Jahanara Begum (23 March 1614 – 16 September 1681) was a Mughal princess and later the Padshah Begum of the Mughal Empire from 1631 to 1658 and again from 1668 until her death. She was the second and the eldest surviving child of Emperor Shah Jahan and Mumtaz Mahal.

After Mumtaz Mahal's untimely death in 1631, the 17-year-old Jahanara was entrusted with the charge of the royal seal and conferred the title of Padshah Begum (First lady) of the Mughal Empire, despite the fact that her father had three surviving wives.
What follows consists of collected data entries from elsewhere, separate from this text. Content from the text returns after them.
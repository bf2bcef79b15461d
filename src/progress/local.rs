//! Durable local cache: a small SQLite key/value table.
//!
//! Keys:
//! - `lab:<id>:steps` - JSON array of completed step ids, ascending
//! - `snapshot` - JSON [`ProgressSnapshot`] mirror for offline fallback
//! - `identity` - JSON [`Identity`] of the signed-in learner
//!
//! A value that fails to decode reads as absent.

use std::path::PathBuf;
use std::sync::{Arc, Mutex};

use anyhow::{Context, Result};
use chrono::Utc;
use rusqlite::{Connection, OptionalExtension};
use serde::{de::DeserializeOwned, Serialize};

use crate::models::{Identity, ProgressSnapshot};

const SNAPSHOT_KEY: &str = "snapshot";
const IDENTITY_KEY: &str = "identity";
const LAB_KEY_PREFIX: &str = "lab:";

pub fn lab_key(lab_id: u32) -> String {
    format!("{}{}:steps", LAB_KEY_PREFIX, lab_id)
}

pub struct LocalCache {
    conn: Arc<Mutex<Connection>>,
}

impl LocalCache {
    pub fn open(path: PathBuf) -> Result<Self> {
        if let Some(parent) = path.parent() {
            std::fs::create_dir_all(parent)?;
        }
        let conn = Connection::open(&path)
            .with_context(|| format!("Failed to open local cache at {}", path.display()))?;
        conn.pragma_update(None, "journal_mode", "WAL")?;
        Self::init(conn)
    }

    pub fn open_memory() -> Result<Self> {
        Self::init(Connection::open_in_memory()?)
    }

    fn init(conn: Connection) -> Result<Self> {
        conn.execute_batch(
            "CREATE TABLE IF NOT EXISTS local_state (
                key TEXT PRIMARY KEY,
                value TEXT NOT NULL,
                updated_at TEXT NOT NULL
            )",
        )
        .context("Failed to create local_state table")?;
        Ok(Self {
            conn: Arc::new(Mutex::new(conn)),
        })
    }

    // ============================================================
    // Raw key/value access
    // ============================================================

    pub fn get<T: DeserializeOwned>(&self, key: &str) -> Result<Option<T>> {
        let conn = self.conn.lock().expect("local cache lock poisoned");
        let raw: Option<String> = conn
            .query_row("SELECT value FROM local_state WHERE key = ?", [key], |row| {
                row.get(0)
            })
            .optional()?;

        Ok(raw.and_then(|raw| match serde_json::from_str(&raw) {
            Ok(value) => Some(value),
            Err(e) => {
                tracing::warn!(key, "ignoring malformed local value: {}", e);
                None
            }
        }))
    }

    pub fn set<T: Serialize>(&self, key: &str, value: &T) -> Result<()> {
        let json = serde_json::to_string(value)?;
        let conn = self.conn.lock().expect("local cache lock poisoned");
        conn.execute(
            "INSERT INTO local_state (key, value, updated_at) VALUES (?, ?, ?)
             ON CONFLICT(key) DO UPDATE SET value = excluded.value, updated_at = excluded.updated_at",
            (key, &json, Utc::now().to_rfc3339()),
        )?;
        Ok(())
    }

    pub fn remove(&self, key: &str) -> Result<()> {
        let conn = self.conn.lock().expect("local cache lock poisoned");
        conn.execute("DELETE FROM local_state WHERE key = ?", [key])?;
        Ok(())
    }

    /// Raw write, bypassing serialization. Lets tests plant corrupt values.
    #[cfg(test)]
    fn set_raw(&self, key: &str, raw: &str) -> Result<()> {
        let conn = self.conn.lock().expect("local cache lock poisoned");
        conn.execute(
            "INSERT OR REPLACE INTO local_state (key, value, updated_at) VALUES (?, ?, ?)",
            (key, raw, Utc::now().to_rfc3339()),
        )?;
        Ok(())
    }

    // ============================================================
    // Typed keys
    // ============================================================

    pub fn lab_steps(&self, lab_id: u32) -> Result<Option<Vec<u32>>> {
        self.get(&lab_key(lab_id))
    }

    pub fn set_lab_steps(&self, lab_id: u32, steps: &[u32]) -> Result<()> {
        self.set(&lab_key(lab_id), &steps)
    }

    pub fn snapshot(&self) -> Result<Option<ProgressSnapshot>> {
        self.get(SNAPSHOT_KEY)
    }

    pub fn set_snapshot(&self, snapshot: &ProgressSnapshot) -> Result<()> {
        self.set(SNAPSHOT_KEY, snapshot)
    }

    pub fn identity(&self) -> Result<Option<Identity>> {
        self.get(IDENTITY_KEY)
    }

    pub fn set_identity(&self, identity: Option<&Identity>) -> Result<()> {
        match identity {
            Some(identity) => self.set(IDENTITY_KEY, identity),
            None => self.remove(IDENTITY_KEY),
        }
    }

    /// Drop every per-lab key and the snapshot mirror.
    pub fn clear_progress(&self) -> Result<()> {
        let conn = self.conn.lock().expect("local cache lock poisoned");
        conn.execute(
            "DELETE FROM local_state WHERE key = ? OR key LIKE ?",
            (SNAPSHOT_KEY, format!("{}%", LAB_KEY_PREFIX)),
        )?;
        Ok(())
    }
}

impl Clone for LocalCache {
    fn clone(&self) -> Self {
        Self {
            conn: self.conn.clone(),
        }
    }
}

#[cfg(test)]
mod tests {
    use super::*;

    #[test]
    fn lab_steps_round_trip_through_json() {
        let cache = LocalCache::open_memory().unwrap();
        assert_eq!(cache.lab_steps(2).unwrap(), None);

        cache.set_lab_steps(2, &[1, 4]).unwrap();
        assert_eq!(cache.lab_steps(2).unwrap(), Some(vec![1, 4]));
    }

    #[test]
    fn malformed_values_read_as_absent() {
        let cache = LocalCache::open_memory().unwrap();
        cache.set_raw(&lab_key(1), "not json").unwrap();
        cache.set_raw(SNAPSHOT_KEY, "{\"progress\": 7}").unwrap();

        assert_eq!(cache.lab_steps(1).unwrap(), None);
        assert_eq!(cache.snapshot().unwrap(), None);
    }

    #[test]
    fn clear_progress_keeps_identity() {
        let cache = LocalCache::open_memory().unwrap();
        let identity = Identity {
            token: "t".into(),
            username: "nour".into(),
        };
        cache.set_identity(Some(&identity)).unwrap();
        cache.set_lab_steps(1, &[1]).unwrap();
        cache.set_snapshot(&ProgressSnapshot::default()).unwrap();

        cache.clear_progress().unwrap();

        assert_eq!(cache.lab_steps(1).unwrap(), None);
        assert_eq!(cache.snapshot().unwrap(), None);
        assert_eq!(cache.identity().unwrap(), Some(identity));

        cache.set_identity(None).unwrap();
        assert_eq!(cache.identity().unwrap(), None);
    }

    #[test]
    fn values_survive_reopen() {
        let dir = tempfile::tempdir().unwrap();
        let path = dir.path().join("nested").join("local.db");

        LocalCache::open(path.clone())
            .unwrap()
            .set_lab_steps(3, &[2])
            .unwrap();

        let reopened = LocalCache::open(path).unwrap();
        assert_eq!(reopened.lab_steps(3).unwrap(), Some(vec![2]));
    }
}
She was Shah Jahan's favourite daughter, wielded major political influence during her father's reign, and has been described as "the most powerful woman in the empire" at the time.

Jahanara was an ardent partisan of her brother, Dara Shikoh, and supported him as her father's chosen successor. During the war of succession which took place after Shah Jahan's illness in 1657, Jahanara sided with the heir-apparent Dara and joined her father in Agra Fort, where he had been placed under house arrest by Aurangzeb. A devoted daughter, she took care of Shah Jahan till his death in 1666. Later, Jahanara reconciled with Aurangzeb who gave her the title 'Empress of Princesses' and replaced her younger sister, Princess Roshanara Begum, as the First Lady. Jahanara died unmarried during Aurangzeb's reign.
Jahanara wrote 'Munis al arwah' (Confidant of spirits) which is the biography of Shaikh Muinuddin Chisti.

Early life and education
Jahanara's early education was entrusted to Sati al-Nisa Khanam, the sister to Jahangir's poet laureate, Talib Amuli. Sati al-Nisa was known for her knowledge of the Qur'an and Persian literature, as well as for her knowledge of etiquette, housekeeping, and medicine. She also served as principal lady-in-waiting to her mother, Mumtaz Mahal.

Many of the women in the imperial household were accomplished at reading, writing poetry and painting. They also played chess, polo and hunted outdoors. The women had access to the late Emperor Akbar's library, full of books on world religions, and Persian, Turkish and Indian literature. Jahanara was no exception.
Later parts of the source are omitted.